David.

My father deserved better. Not to say he was not loved deeply, unconditionally, and exquisitely by his wife, his family, and his Lord and Savior, but this earth is a harsh and haggard place for black boys and black men and my father had dreams of a better world than this one—for himself and his loved ones and for all of humanity. I know that better world has finally been provided to him—a world without suffering. A world of eternal peace. A man as great as David Eaton deserves no less.

But we who remain on this earth are now without the peace that he afforded us. My father was such a quiet man. A man of few words. Of stillness. But the best thing about my father was that sitting in silence with him was never uncomfortable.
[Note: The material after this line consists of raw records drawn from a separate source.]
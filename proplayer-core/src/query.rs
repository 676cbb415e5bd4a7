//! Query construction for list operations.
//!
//! Two layers of query live here:
//!
//! - [`ListQuery`] - what a caller asks for: an optional limit, an optional sort key with
//!   a leading `-` for descending order, opaque start/end tokens and equality filters.
//! - [`Query`] - what a backend executes: the same filters and limit, a parsed [`Sort`],
//!   and cursors already decoded by that backend.
//!
//! The [`translator`](crate::translator) turns the first into the second.
//!
//! # Query Building
//!
//! ```ignore
//! use proplayer_core::query::ListQuery;
//!
//! let query = ListQuery::builder()
//!     .filter("status", "active")
//!     .sort("-name")
//!     .limit(10)
//!     .build();
//! ```

use crate::cursor::Cursor;

/// Sort direction for query results.
#[derive(Debug, Clone, Copy, PartialEq, Eq)]
pub enum SortDirection {
    /// Ascending order (A to Z, 0 to 9, earliest to latest).
    Asc,
    /// Descending order (Z to A, 9 to 0, latest to earliest).
    Desc,
}

/// Sort specification for query results.
///
/// Only a single sort key is supported.
#[derive(Debug, Clone, PartialEq, Eq)]
pub struct Sort {
    /// The property name to sort by.
    pub field: String,
    /// The sort direction.
    pub direction: SortDirection,
}

impl Sort {
    pub fn asc(field: impl Into<String>) -> Self {
        Self { field: field.into(), direction: SortDirection::Asc }
    }

    pub fn desc(field: impl Into<String>) -> Self {
        Self { field: field.into(), direction: SortDirection::Desc }
    }

    /// Parses a caller sort key. A leading `-` selects descending order.
    ///
    /// Returns `None` for an empty key (or a bare `-`).
    pub fn parse(key: &str) -> Option<Self> {
        let (field, direction) = match key.strip_prefix('-') {
            Some(rest) => (rest, SortDirection::Desc),
            None => (key, SortDirection::Asc),
        };

        if field.is_empty() {
            None
        } else {
            Some(Self { field: field.to_string(), direction })
        }
    }
}

/// A string equality filter on one property name.
///
/// Matches an entity when any value stored under `field` is the string `value`.
#[derive(Debug, Clone, PartialEq, Eq)]
pub struct EqFilter {
    pub field: String,
    pub value: String,
}

impl EqFilter {
    pub fn new(field: impl Into<String>, value: impl Into<String>) -> Self {
        Self { field: field.into(), value: value.into() }
    }
}

/// Backend query parameters.
///
/// All filters are combined with logical AND.
#[derive(Debug, Clone, Default, PartialEq)]
pub struct Query {
    pub filters: Vec<EqFilter>,
    pub sort: Option<Sort>,
    /// Maximum number of rows to yield. `None` leaves the page size to the backend.
    pub limit: Option<usize>,
    pub start: Option<Cursor>,
    pub end: Option<Cursor>,
}

impl Query {
    pub fn new() -> Self {
        Self::default()
    }
}

/// A caller's list request, before any cursor has been decoded.
#[derive(Debug, Clone, Default, PartialEq, Eq)]
pub struct ListQuery {
    pub limit: Option<usize>,
    /// Sort key, `-` prefixed for descending order.
    pub sort: Option<String>,
    pub start: Option<String>,
    pub end: Option<String>,
    pub filters: Vec<EqFilter>,
}

impl ListQuery {
    pub fn new() -> Self {
        Self::default()
    }

    /// Creates a new query builder for fluent construction.
    pub fn builder() -> ListQueryBuilder {
        ListQueryBuilder::new()
    }
}

#[derive(Debug, Clone, Default)]
pub struct ListQueryBuilder {
    query: ListQuery,
}

impl ListQueryBuilder {
    pub fn new() -> Self {
        Self { query: ListQuery::default() }
    }

    /// Sets the maximum number of documents to return.
    pub fn limit(mut self, limit: usize) -> Self {
        self.query.limit = Some(limit);
        self
    }

    /// Sets the sort key (`name` or `-name`).
    pub fn sort(mut self, key: impl Into<String>) -> Self {
        self.query.sort = Some(key.into());
        self
    }

    /// Resumes after the position marked by `token`.
    pub fn start(mut self, token: impl Into<String>) -> Self {
        self.query.start = Some(token.into());
        self
    }

    /// Stops before the position marked by `token`.
    pub fn end(mut self, token: impl Into<String>) -> Self {
        self.query.end = Some(token.into());
        self
    }

    /// Adds an equality filter. Repeated calls are combined with AND.
    pub fn filter(mut self, field: impl Into<String>, value: impl Into<String>) -> Self {
        self.query.filters.push(EqFilter::new(field, value));
        self
    }

    pub fn build(self) -> ListQuery {
        self.query
    }
}

#[cfg(test)]
mod tests {
    use super::*;

    #[test]
    fn leading_dash_means_descending() {
        assert_eq!(Sort::parse("-name"), Some(Sort::desc("name")));
        assert_eq!(Sort::parse("name"), Some(Sort::asc("name")));
    }

    #[test]
    fn empty_sort_key_is_no_sort() {
        assert_eq!(Sort::parse(""), None);
        assert_eq!(Sort::parse("-"), None);
    }

    #[test]
    fn builder_accumulates_filters() {
        let query = ListQuery::builder()
            .filter("a", "1")
            .filter("b", "2")
            .limit(3)
            .build();

        assert_eq!(query.filters, vec![EqFilter::new("a", "1"), EqFilter::new("b", "2")]);
        assert_eq!(query.limit, Some(3));
    }
}
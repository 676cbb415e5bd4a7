//! HTTP server for the proplayer document facade.
//!
//! Maps `/{kind}` and `/{kind}/{id}` requests onto the document service, resolving the
//! caller identity from a bearer token (or, in development mode, a `user_id`
//! parameter).

pub mod auth;
pub mod config;
pub mod error;
pub mod logging;
pub mod params;
pub mod path;
pub mod routes;
pub mod startup;

pub use startup::run;
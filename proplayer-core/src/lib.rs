//! A multi-tenant JSON document facade over a property-oriented backend store.
//!
//! Callers hand in arbitrary JSON objects; the facade stores them as flat lists of named,
//! typed, possibly repeated properties and rebuilds the JSON on read. This crate is the
//! core of the proplayer project and provides:
//!
//! - **Document codec** ([`codec`]) - Flattening of nested documents into properties and back
//! - **Property model** ([`property`]) - Scalar values, properties and stored entities
//! - **Backend abstraction** ([`backend`]) - The put/get/delete/query contract of a property store
//! - **Queries** ([`query`], [`translator`]) - Caller list queries and their translation into backend runs
//! - **Cursors** ([`cursor`]) - Opaque continuation tokens
//! - **Tenant scoping** ([`namespace`]) - Per-identity storage kinds
//! - **Identity** ([`identity`]) - Resolved caller identities and the provider contract
//! - **Document service** ([`service`]) - Insert, get, update, delete and list
//! - **Error handling** ([`error`]) - Error taxonomy and result type
//!
//! # Example
//!
//! ```ignore
//! use proplayer_core::{identity::Identity, query::ListQuery, service::DocumentService};
//!
//! let service = DocumentService::new(backend);
//! let user = Identity::new("u1")?;
//!
//! service.insert(&user, "contact", br#"{"name":"Alice","tags":["a","b"]}"#).await?;
//! let page = service
//!     .list(&user, "contact", &ListQuery::builder().filter("name", "Alice").build())
//!     .await?;
//! ```

#[allow(unused_extern_crates)]
extern crate self as proplayer_core;

pub mod backend;
pub mod clock;
pub mod codec;
pub mod cursor;
pub mod error;
pub mod identity;
pub mod namespace;
pub mod page;
pub mod property;
pub mod query;
pub mod service;
pub mod translator;
//! In-memory property store backend for proplayer.
//!
//! This crate provides a thread-safe, in-memory implementation of the `PropertyStore`
//! trait. It uses async-aware read-write locks for concurrent access and is meant for
//! development, testing and single-process deployments.
//!
//! # Features
//!
//! - **Thread-safe access** - Concurrent reads and writes using async-aware RwLock
//! - **Store-wide id sequence** - Identifiers are never reused, even after deletes
//! - **Full query support** - Equality filters, single-key sort, limits and cursors
//!
//! # Quick Start
//!
//! ```ignore
//! use proplayer::{identity::Identity, memory::InMemoryPropertyStore, service::DocumentService};
//!
//! #[tokio::main]
//! async fn main() -> Result<(), Box<dyn std::error::Error>> {
//!     let service = DocumentService::new(InMemoryPropertyStore::new());
//!     let user = Identity::new("u1")?;
//!
//!     let created = service.insert(&user, "contact", br#"{"name":"Alice"}"#).await?;
//!     println!("{}", serde_json::Value::Object(created));
//!
//!     Ok(())
//! }
//! ```

#[allow(unused_extern_crates)]
extern crate self as proplayer_memory;

mod evaluator;
pub mod store;

pub use store::{InMemoryPropertyStore, InMemoryPropertyStoreBuilder};
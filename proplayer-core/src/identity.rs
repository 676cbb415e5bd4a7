//! Caller identity.
//!
//! Exchanging a bearer credential for an identity is delegated to an external provider
//! behind [`IdentityProvider`]. The resolved [`Identity`] is an opaque, stable string used
//! only to scope storage kinds.

use async_trait::async_trait;
use std::{collections::HashMap, fmt, fmt::Debug};

use crate::error::{ProplayerError, ProplayerResult};

/// A resolved, non-empty caller identity.
#[derive(Debug, Clone, PartialEq, Eq, Hash)]
pub struct Identity(String);

impl Identity {
    /// # Errors
    ///
    /// Returns [`ProplayerError::Auth`] for an empty identity.
    pub fn new(id: impl Into<String>) -> ProplayerResult<Self> {
        let id = id.into();
        if id.is_empty() {
            return Err(ProplayerError::Auth("empty identity".to_string()));
        }
        Ok(Self(id))
    }

    pub fn as_str(&self) -> &str {
        &self.0
    }
}

impl fmt::Display for Identity {
    fn fmt(&self, f: &mut fmt::Formatter<'_>) -> fmt::Result {
        f.write_str(&self.0)
    }
}

/// Resolves bearer tokens into identities.
#[async_trait]
pub trait IdentityProvider: Send + Sync + Debug {
    /// # Errors
    ///
    /// Returns [`ProplayerError::Auth`] for an invalid or expired token.
    async fn resolve(&self, token: &str) -> ProplayerResult<Identity>;
}

#[async_trait]
impl<P> IdentityProvider for std::sync::Arc<P>
where
    P: IdentityProvider + ?Sized,
{
    async fn resolve(&self, token: &str) -> ProplayerResult<Identity> {
        (**self).resolve(token).await
    }
}

/// A fixed token table, for tests and local setups.
#[derive(Debug, Clone, Default)]
pub struct StaticIdentityProvider {
    tokens: HashMap<String, Identity>,
}

impl StaticIdentityProvider {
    pub fn new() -> Self {
        Self::default()
    }

    /// Registers `token` as resolving to `identity`.
    ///
    /// # Errors
    ///
    /// Returns [`ProplayerError::Auth`] for an empty identity.
    pub fn with_token(mut self, token: impl Into<String>, identity: impl Into<String>) -> ProplayerResult<Self> {
        self.tokens.insert(token.into(), Identity::new(identity)?);
        Ok(self)
    }
}

#[async_trait]
impl IdentityProvider for StaticIdentityProvider {
    async fn resolve(&self, token: &str) -> ProplayerResult<Identity> {
        self.tokens
            .get(token)
            .cloned()
            .ok_or_else(|| ProplayerError::Auth("unknown token".to_string()))
    }
}
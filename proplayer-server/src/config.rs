//! Server configuration.
//!
//! Read from the TOML file named by `CONFIG_PATH` (default `config.toml`). A missing
//! file means all defaults. A few settings can be overridden from the environment.

use anyhow::{Result, anyhow};
use serde::Deserialize;
use std::{env, io::ErrorKind, net::SocketAddr};

pub const DEFAULT_USERINFO_URL: &str = "https://www.googleapis.com/oauth2/v1/userinfo";

#[derive(Debug, Clone, Deserialize, Default)]
pub struct AppConfig {
    #[serde(default)]
    pub server: ServerConfig,
    #[serde(default)]
    pub auth: AuthConfig,
    #[serde(default)]
    pub store: StoreConfig,
    #[serde(default)]
    pub log: LogConfig,
}

#[derive(Debug, Clone, Deserialize)]
pub struct ServerConfig {
    #[serde(default = "default_host")]
    pub host: String,
    #[serde(default = "default_port")]
    pub port: u16,
}

impl Default for ServerConfig {
    fn default() -> Self {
        Self { host: default_host(), port: default_port() }
    }
}

fn default_host() -> String { "127.0.0.1".to_string() }
fn default_port() -> u16 { 8080 }

/// How callers are identified.
#[derive(Debug, Clone, Copy, PartialEq, Eq, Deserialize, Default)]
#[serde(rename_all = "lowercase")]
pub enum AuthMode {
    /// Bearer tokens are resolved by the userinfo endpoint.
    #[default]
    Production,
    /// The `user_id` query parameter is trusted as the identity. Local use only.
    Development,
}

impl std::str::FromStr for AuthMode {
    type Err = anyhow::Error;

    fn from_str(s: &str) -> Result<Self> {
        match s.trim().to_ascii_lowercase().as_str() {
            "production" | "prod" => Ok(AuthMode::Production),
            "development" | "dev" => Ok(AuthMode::Development),
            other => Err(anyhow!("unknown auth mode `{other}`")),
        }
    }
}

#[derive(Debug, Clone, Deserialize)]
pub struct AuthConfig {
    #[serde(default)]
    pub mode: AuthMode,
    #[serde(default = "default_userinfo_url")]
    pub userinfo_url: String,
}

impl Default for AuthConfig {
    fn default() -> Self {
        Self { mode: AuthMode::default(), userinfo_url: default_userinfo_url() }
    }
}

fn default_userinfo_url() -> String { DEFAULT_USERINFO_URL.to_string() }

#[derive(Debug, Clone, Deserialize, Default)]
pub struct StoreConfig {
    /// Page size for list calls without a `limit`. Unset means unbounded.
    #[serde(default)]
    pub default_limit: Option<usize>,
}

#[derive(Debug, Clone, Copy, PartialEq, Eq, Deserialize, Default)]
#[serde(rename_all = "lowercase")]
pub enum LogFormat {
    #[default]
    Compact,
    Json,
}

#[derive(Debug, Clone, Deserialize, Default)]
pub struct LogConfig {
    #[serde(default)]
    pub format: LogFormat,
}

pub fn load_default() -> Result<AppConfig> {
    let path = env::var("CONFIG_PATH").unwrap_or_else(|_| "config.toml".to_string());
    load_from_file(&path)
}

/// Parses the file at `path`, or returns defaults if there is no such file.
pub fn load_from_file(path: &str) -> Result<AppConfig> {
    match std::fs::read_to_string(path) {
        Ok(content) => parse(&content),
        Err(e) if e.kind() == ErrorKind::NotFound => Ok(AppConfig::default()),
        Err(e) => Err(anyhow!("cannot read {path}: {e}")),
    }
}

pub fn parse(content: &str) -> Result<AppConfig> {
    Ok(toml::from_str(content)?)
}

impl AppConfig {
    pub fn load_and_validate() -> Result<Self> {
        let mut cfg = load_default()?;
        cfg.apply_env(|key| env::var(key).ok())?;
        cfg.validate()?;
        Ok(cfg)
    }

    /// Applies `PROPLAYER_HOST`, `PROPLAYER_PORT` and `PROPLAYER_AUTH_MODE`.
    pub fn apply_env(&mut self, var: impl Fn(&str) -> Option<String>) -> Result<()> {
        if let Some(host) = var("PROPLAYER_HOST") {
            self.server.host = host;
        }
        if let Some(port) = var("PROPLAYER_PORT") {
            self.server.port = port
                .trim()
                .parse()
                .map_err(|e| anyhow!("PROPLAYER_PORT `{port}`: {e}"))?;
        }
        if let Some(mode) = var("PROPLAYER_AUTH_MODE") {
            self.auth.mode = mode.parse()?;
        }
        Ok(())
    }

    pub fn validate(&mut self) -> Result<()> {
        if self.server.host.trim().is_empty() {
            self.server.host = default_host();
        }
        if self.server.port == 0 {
            return Err(anyhow!("server.port must be in 1..=65535"));
        }
        if self.auth.mode == AuthMode::Production && self.auth.userinfo_url.trim().is_empty() {
            return Err(anyhow!("auth.userinfo_url is required in production mode"));
        }
        if self.store.default_limit == Some(0) {
            self.store.default_limit = None;
        }
        Ok(())
    }

    pub fn bind_addr(&self) -> Result<SocketAddr> {
        Ok(format!("{}:{}", self.server.host, self.server.port).parse()?)
    }
}
//! Bidirectional mapping between nested JSON documents and flat property lists.
//!
//! Nested objects flatten into dot-joined property names (`address.city`) and arrays
//! flatten into repeated properties sharing one name, each flagged `multiple`.
//!
//! The mapping is lossy in two documented ways:
//!
//! - an empty array (or an empty object) produces no properties, so it reads back as
//!   an absent field;
//! - a single-element array reads back as a bare scalar, because repetition is only
//!   visible once a name occurs twice.
//!
//! ```ignore
//! use proplayer_core::codec::{decode, encode};
//! use serde_json::json;
//!
//! let doc = json!({"name": "Alice", "address": {"city": "X"}});
//! let properties = encode(doc.as_object().unwrap())?;
//! let restored = decode(&properties, 7);
//! assert_eq!(restored["address"]["city"], "X");
//! assert_eq!(restored["_id"], 7);
//! ```

use serde_json::{Map, Value};
use tracing::debug;

use crate::{
    error::ProplayerResult,
    property::{Property, PropertyValue},
};

/// A JSON object, the unit exchanged with callers.
pub type Document = Map<String, Value>;

/// Backend-assigned identifier.
pub const ID_KEY: &str = "_id";
/// Epoch seconds of the insert.
pub const CREATED_KEY: &str = "_created";
/// Epoch seconds of the latest update.
pub const UPDATED_KEY: &str = "_updated";
/// Logical (not tenant-qualified) resource kind.
pub const KIND_KEY: &str = "_kind";

const PATH_SEPARATOR: char = '.';

/// Flattens a document into properties.
///
/// # Errors
///
/// Returns [`ProplayerError::Encoding`](crate::error::ProplayerError::Encoding) if any
/// array element is not a scalar, or any number falls outside the supported range. No
/// partial result is produced.
pub fn encode(document: &Document) -> ProplayerResult<Vec<Property>> {
    let mut properties = Vec::with_capacity(document.len());
    encode_into("", document, &mut properties)?;
    Ok(properties)
}

fn encode_into(prefix: &str, document: &Document, out: &mut Vec<Property>) -> ProplayerResult<()> {
    for (key, value) in document {
        let name = format!("{prefix}{key}");

        match value {
            Value::Object(nested) => {
                encode_into(&format!("{name}{PATH_SEPARATOR}"), nested, out)?;
            }
            Value::Array(items) => {
                for item in items {
                    out.push(Property {
                        name: name.clone(),
                        value: PropertyValue::from_json(item)?,
                        multiple: true,
                    });
                }
            }
            scalar => out.push(Property {
                name,
                value: PropertyValue::from_json(scalar)?,
                multiple: false,
            }),
        }
    }

    Ok(())
}

/// Rebuilds a document from properties and stamps `_id` with `id`.
///
/// Repeated names become arrays in the order the properties are given. Properties whose
/// path runs through a value that is not an object are dropped.
pub fn decode(properties: &[Property], id: i64) -> Document {
    let mut root = Document::new();

    for property in properties {
        decode_into(&mut root, property);
    }

    root.insert(ID_KEY.to_string(), Value::from(id));
    root
}

fn decode_into(root: &mut Document, property: &Property) {
    let mut segments: Vec<&str> = property.name.split(PATH_SEPARATOR).collect();
    // `split` always yields at least one segment
    let Some(leaf) = segments.pop() else {
        return;
    };

    let mut node = root;
    for segment in segments {
        node = match node
            .entry(segment.to_string())
            .or_insert_with(|| Value::Object(Document::new()))
        {
            Value::Object(child) => child,
            // Path conflict: an earlier property already put a non-object here. The
            // stored value wins and this property is dropped without failing the read.
            _ => {
                debug!(property = %property.name, segment, "dropping property under non-object path");
                return;
            }
        };
    }

    let value = property.value.to_json();
    match node.get_mut(leaf) {
        None => {
            node.insert(leaf.to_string(), value);
        }
        Some(Value::Array(items)) => items.push(value),
        // The intermediate-segment conflict policy, deliberately extended to the leaf: a
        // stored object wins and the colliding scalar is dropped, never wrapped with the
        // object into an array.
        Some(Value::Object(_)) => {
            debug!(property = %property.name, "dropping property that collides with an object");
        }
        Some(existing) => {
            let previous = std::mem::take(existing);
            *existing = Value::Array(vec![previous, value]);
        }
    }
}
It was extraordinarily peaceful to be enveloped in his grace. My father had the skill to put people at ease, likely because he was so forgiving and so accepting of others as they were. Flawed but genuine. David Eaton did not hold a man’s mistakes against him. Instead he always chose to encourage without belittlement or shame. My father was the type of man who made you want to do better and achieve more simply because he believed in you. The strength of his conviction was that powerful.  

What is there to say about my father? He was extraordinarily bright. My father loved machines —cars in particular—and it seemed like he could fix anything if you gave him enough time to observe the problem. He was gifted when it came to repairing and healing—things and people.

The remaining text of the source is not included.